Exercise description: Nothing but an exact repetition of the listing should be returned.

Data provided:
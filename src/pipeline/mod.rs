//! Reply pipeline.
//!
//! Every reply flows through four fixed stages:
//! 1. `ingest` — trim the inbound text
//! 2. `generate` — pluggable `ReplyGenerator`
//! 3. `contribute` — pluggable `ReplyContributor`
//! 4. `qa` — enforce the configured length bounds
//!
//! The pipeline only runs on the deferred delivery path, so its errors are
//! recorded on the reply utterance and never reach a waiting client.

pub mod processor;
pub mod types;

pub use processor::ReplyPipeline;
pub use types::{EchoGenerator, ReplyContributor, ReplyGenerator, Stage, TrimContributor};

Solution to this exercise:
filename src/pipeline/mod.rs
//! Reply pipeline.
//!
//! Every reply flows through four fixed stages:
//! 1. `ingest` — trim the inbound text
//! 2. `generate` — pluggable `ReplyGenerator`
//! 3. `contribute` — pluggable `ReplyContributor`
//! 4. `qa` — enforce the configured length bounds
//!
//! The pipeline only runs on the deferred delivery path, so its errors are
//! recorded on the reply utterance and never reach a waiting client.

pub mod processor;
pub mod types;

pub use processor::ReplyPipeline;
pub use types::{EchoGenerator, ReplyContributor, ReplyGenerator, Stage, TrimContributor};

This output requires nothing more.